Description of the task. From the top of the entries below through the line containing "let cwd = std::env::current_dir().unwrap_or_else(|_|", return every line exactly as written, please, and stop there.

Source data
= = = =
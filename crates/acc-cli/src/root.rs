use std::path::{Path, PathBuf};

/// Resolve the project root whose `.claude/` directory is synced.
///
/// Priority:
/// 1. `--root` flag / `ACC_ROOT` env var (passed in as `explicit`)
/// 2. Walk upward from `cwd` looking for `.claude/`
/// 3. Walk upward from `cwd` looking for `.git/`
/// 4. Fall back to `cwd`
pub fn resolve_root(explicit: Option<&Path>) -> PathBuf {
    if let Some(p) = explicit {
        return p.to_path_buf();
    }

    let cwd = std::env::current_dir().unwrap_or_else(|_| PathBuf::from("."));
    find_upward(&cwd, acc_core::paths::CLAUDE_DIR)
        .or_else(|| find_upward(&cwd, ".git"))
        .unwrap_or(cwd)
}

fn find_upward(start: &Path, marker: &str) -> Option<PathBuf> {
    start
        .ancestors()
        .find(|dir| dir.join(marker).is_dir())
        .map(Path::to_path_buf)
}

#[cfg(test)]
mod tests {
    use super::*;
    use tempfile::TempDir;

    #[test]
    fn explicit_root_wins() {
        let dir = TempDir::new().unwrap();
        let result = resolve_root(Some(dir.path()));
        assert_eq!(result, dir.path());
    }

    #[test]
    fn finds_nearest_claude_dir() {
        let dir = TempDir::new().unwrap();
        std::fs::create_dir_all(dir.path().join(".claude")).unwrap();
        let subdir = dir.path().join("src/deep");
        std::fs::create_dir_all(&subdir).unwrap();

        assert_eq!(find_upward(&subdir, ".claude").unwrap(), dir.path());
        assert!(find_upward(&subdir, ".nothing-here").is_none());
    }

    #[test]
    fn claude_dir_preferred_over_git() {
        let dir = TempDir::new().unwrap();
        std::fs::create_dir_all(dir.path().join(".git")).unwrap();
        let project = dir.path().join("project");
        std::fs::create_dir_all(project.join(".claude")).unwrap();

        assert_eq!(find_upward(&project, ".claude").unwrap(), project);
        assert_eq!(find_upward(&project, ".git").unwrap(), dir.path());
    }
}
use serde::Serialize;

pub fn print_json<T: Serialize>(value: &T) -> anyhow::Result<()> {
    let json = serde_json::to_string_pretty(value)?;
    println!("{}", json);
    Ok(())
}

pub fn print_table(headers: &[&str], rows: Vec<Vec<String>>) {
    for line in render_table(headers, &rows) {
        println!("{line}");
    }
}

fn render_table(headers: &[&str], rows: &[Vec<String>]) -> Vec<String> {
    // Calculate column widths
    let mut widths: Vec<usize> = headers.iter().map(|h| h.len()).collect();
    for row in rows {
        for (i, cell) in row.iter().enumerate() {
            if i < widths.len() {
                widths[i] = widths[i].max(cell.len());
            }
        }
    }

    let format_row = |cells: Vec<&str>| -> String {
        cells
            .iter()
            .enumerate()
            .map(|(i, cell)| {
                let w = widths.get(i).copied().unwrap_or(0);
                format!("{:width$}", cell, width = w)
            })
            .collect::<Vec<_>>()
            .join("  ")
            .trim_end()
            .to_string()
    };

    let mut lines = Vec::with_capacity(rows.len() + 2);
    lines.push(format_row(headers.to_vec()));
    lines.push(
        widths
            .iter()
            .map(|&w| "-".repeat(w))
            .collect::<Vec<_>>()
            .join("  "),
    );
    for row in rows {
        lines.push(format_row(row.iter().map(String::as_str).collect()));
    }
    lines
}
= = = =
Answer below.
filename crates/acc-cli/src/root.rs
use std::path::{Path, PathBuf};

/// Resolve the project root whose `.claude/` directory is synced.
///
/// Priority:
/// 1. `--root` flag / `ACC_ROOT` env var (passed in as `explicit`)
/// 2. Walk upward from `cwd` looking for `.claude/`
/// 3. Walk upward from `cwd` looking for `.git/`
/// 4. Fall back to `cwd`
pub fn resolve_root(explicit: Option<&Path>) -> PathBuf {
    if let Some(p) = explicit {
        return p.to_path_buf();
    }

    let cwd = std::env::current_dir().unwrap_or_else(|_| PathBuf::from("."));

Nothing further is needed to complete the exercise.